I’ve been back home for the past few months, and between applying for school, looking for a job, managing family pressures and expectations, as well as finding ways to share all I have learnt with the world, I have had to learn patience.
A friend from IHP used to quote me a line from the poem below by Antonio Machado whenever I got too anxious about the future: ‘se hace el camino al andar’ – you make the/your way by walking. It has proven a good North Star for those times filled with doubt and angst about where I was going and what I was doing.

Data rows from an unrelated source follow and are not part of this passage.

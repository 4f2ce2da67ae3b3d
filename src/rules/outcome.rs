//! Outcome types and win evaluation for a single group.

use serde::{Deserialize, Serialize};
use smallvec::SmallVec;

use crate::board::Board;
use crate::core::{Coordinate, GameError, Player, Result, Stone};
use crate::groups::StoneGroup;

/// One of the three winning shapes.
#[derive(Clone, Copy, Debug, PartialEq, Eq, Hash, PartialOrd, Ord, Serialize, Deserialize)]
pub enum WinCondition {
    Bridge,
    Fork,
    Ring,
}

impl std::fmt::Display for WinCondition {
    fn fmt(&self, f: &mut std::fmt::Formatter<'_>) -> std::fmt::Result {
        match self {
            WinCondition::Bridge => write!(f, "bridge"),
            WinCondition::Fork => write!(f, "fork"),
            WinCondition::Ring => write!(f, "ring"),
        }
    }
}

/// A winning group, as recorded at the end of a game.
#[derive(Clone, Debug, PartialEq, Eq, Serialize, Deserialize)]
pub struct Victory {
    /// Owner of the winning group.
    pub player: Player,
    /// Every condition the group satisfies, in `Bridge, Fork, Ring` order.
    pub conditions: SmallVec<[WinCondition; 3]>,
    /// Locations of the winning group's stones, sorted.
    pub stones: Vec<Coordinate>,
}

impl Victory {
    /// Check whether the win includes a given shape.
    #[must_use]
    pub fn has(&self, condition: WinCondition) -> bool {
        self.conditions.contains(&condition)
    }
}

/// Result of a completed game.
#[derive(Clone, Debug, PartialEq, Eq, Serialize, Deserialize)]
pub enum GameResult {
    /// One player formed a winning group.
    Winner(Victory),
    /// The board filled up with no winning group.
    Draw,
}

impl GameResult {
    /// Check if a player won.
    #[must_use]
    pub fn is_winner(&self, player: Player) -> bool {
        matches!(self, GameResult::Winner(victory) if victory.player == player)
    }

    /// The winning player, if any.
    #[must_use]
    pub fn winner(&self) -> Option<Player> {
        match self {
            GameResult::Winner(victory) => Some(victory.player),
            GameResult::Draw => None,
        }
    }

    /// The victory details, if any.
    #[must_use]
    pub fn victory(&self) -> Option<&Victory> {
        match self {
            GameResult::Winner(victory) => Some(victory),
            GameResult::Draw => None,
        }
    }
}

/// Evaluate the group that just received `placed`.
///
/// Returns `Ok(None)` if no condition holds. All three conditions are
/// checked so the returned `Victory` lists every shape the group forms.
///
/// Fails with `GameError::GroupMembership` if `placed` is not in `group`.
pub fn detect_win(group: &StoneGroup, placed: &Stone, board: &Board) -> Result<Option<Victory>> {
    if !group.contains_stone(placed) {
        return Err(GameError::GroupMembership {
            location: placed.location,
        });
    }
    Ok(evaluate_group(group, placed.location, board))
}

/// `detect_win` without the membership check; `placed` must be in `group`.
pub(crate) fn evaluate_group(group: &StoneGroup, placed: Coordinate, board: &Board) -> Option<Victory> {
    let mut conditions = SmallVec::new();
    if group.has_bridge() {
        conditions.push(WinCondition::Bridge);
    }
    if group.has_fork() {
        conditions.push(WinCondition::Fork);
    }
    if group.ring_through(placed, board) {
        conditions.push(WinCondition::Ring);
    }

    if conditions.is_empty() {
        return None;
    }
    Some(Victory {
        player: group.owner(),
        conditions,
        stones: group.locations(),
    })
}

#[cfg(test)]
mod tests {
    use super::*;

    fn group_of(board: &Board, owner: Player, names: &[&str]) -> StoneGroup {
        let mut group = StoneGroup::new(owner);
        for name in names {
            group.add_stone(Stone::new(name.parse().unwrap(), owner), board);
        }
        group
    }

    #[test]
    fn test_game_result_is_winner() {
        let result = GameResult::Winner(Victory {
            player: Player::Two,
            conditions: SmallVec::from_slice(&[WinCondition::Ring]),
            stones: Vec::new(),
        });
        assert!(!result.is_winner(Player::One));
        assert!(result.is_winner(Player::Two));
        assert_eq!(result.winner(), Some(Player::Two));

        let draw = GameResult::Draw;
        assert!(!draw.is_winner(Player::One));
        assert!(!draw.is_winner(Player::Two));
        assert!(draw.victory().is_none());
    }

    #[test]
    fn test_no_win() {
        let board = Board::new(5).unwrap();
        let group = group_of(&board, Player::One, &["e5", "f5"]);
        let placed = Stone::new("f5".parse().unwrap(), Player::One);
        assert_eq!(detect_win(&group, &placed, &board), Ok(None));
    }

    #[test]
    fn test_bridge_reports_stones() {
        let board = Board::new(3).unwrap();
        let group = group_of(&board, Player::One, &["a1", "b1", "c1"]);
        let placed = Stone::new("b1".parse().unwrap(), Player::One);

        let victory = detect_win(&group, &placed, &board).unwrap().unwrap();
        assert_eq!(victory.player, Player::One);
        assert!(victory.has(WinCondition::Bridge));
        assert!(!victory.has(WinCondition::Ring));
        assert_eq!(victory.stones.len(), 3);
    }

    #[test]
    fn test_ring_only_counts_through_placed_stone() {
        let board = Board::new(5).unwrap();
        let group = group_of(&board, Player::Two, &["f6", "e6", "d5", "d4", "e4", "f5", "g5"]);

        let on_ring = Stone::new("e4".parse().unwrap(), Player::Two);
        let victory = detect_win(&group, &on_ring, &board).unwrap().unwrap();
        assert_eq!(victory.conditions.as_slice(), &[WinCondition::Ring]);

        let tail = Stone::new("g5".parse().unwrap(), Player::Two);
        assert_eq!(detect_win(&group, &tail, &board), Ok(None));
    }

    #[test]
    fn test_foreign_stone_is_an_error() {
        let board = Board::new(5).unwrap();
        let group = group_of(&board, Player::One, &["e5"]);
        let foreign = Stone::new("a1".parse().unwrap(), Player::One);
        assert!(matches!(
            detect_win(&group, &foreign, &board),
            Err(GameError::GroupMembership { .. })
        ));
    }

    #[test]
    fn test_evaluate_group_lists_every_shape() {
        let board = Board::new(3).unwrap();
        // a1 to c1 is a bridge; the hexagon around b2 is a ring through c2
        let group = group_of(&board, Player::One, &["a1", "b1", "c1", "c2", "c3", "b3", "a2"]);

        let victory = evaluate_group(&group, "c2".parse().unwrap(), &board).unwrap();
        assert_eq!(victory.conditions.as_slice(), &[WinCondition::Bridge, WinCondition::Ring]);
        assert_eq!(victory.stones.len(), 7);
    }
}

I share it (in Spanish and translated) with you below:
Caminante, son tus huellas
el camino, y nada más;
caminante, no hay camino,
se hace camino al andar.
Al andar se hace camino,
y al volver la vista atrás
se ve la senda que nunca
se ha de volver a pisar.
Caminante, no hay camino,
sino estelas en la mar.
Wanderer, your footsteps
are the road, and nothing more;
wanderer, there is no road,
the road is made by walking.
By walking one makes the road,
and upon glancing back
one sees the path
that will never be trod again.
Wanderer, there is no road—
Only wakes upon the sea.
- “Proverbios y cantares XXIX” [Proverbs and Songs 29], Campos de Castilla (1912); trans. Betty Jean Craige in Selected Poems of Antonio Machado (Louisiana State University Press, 1979)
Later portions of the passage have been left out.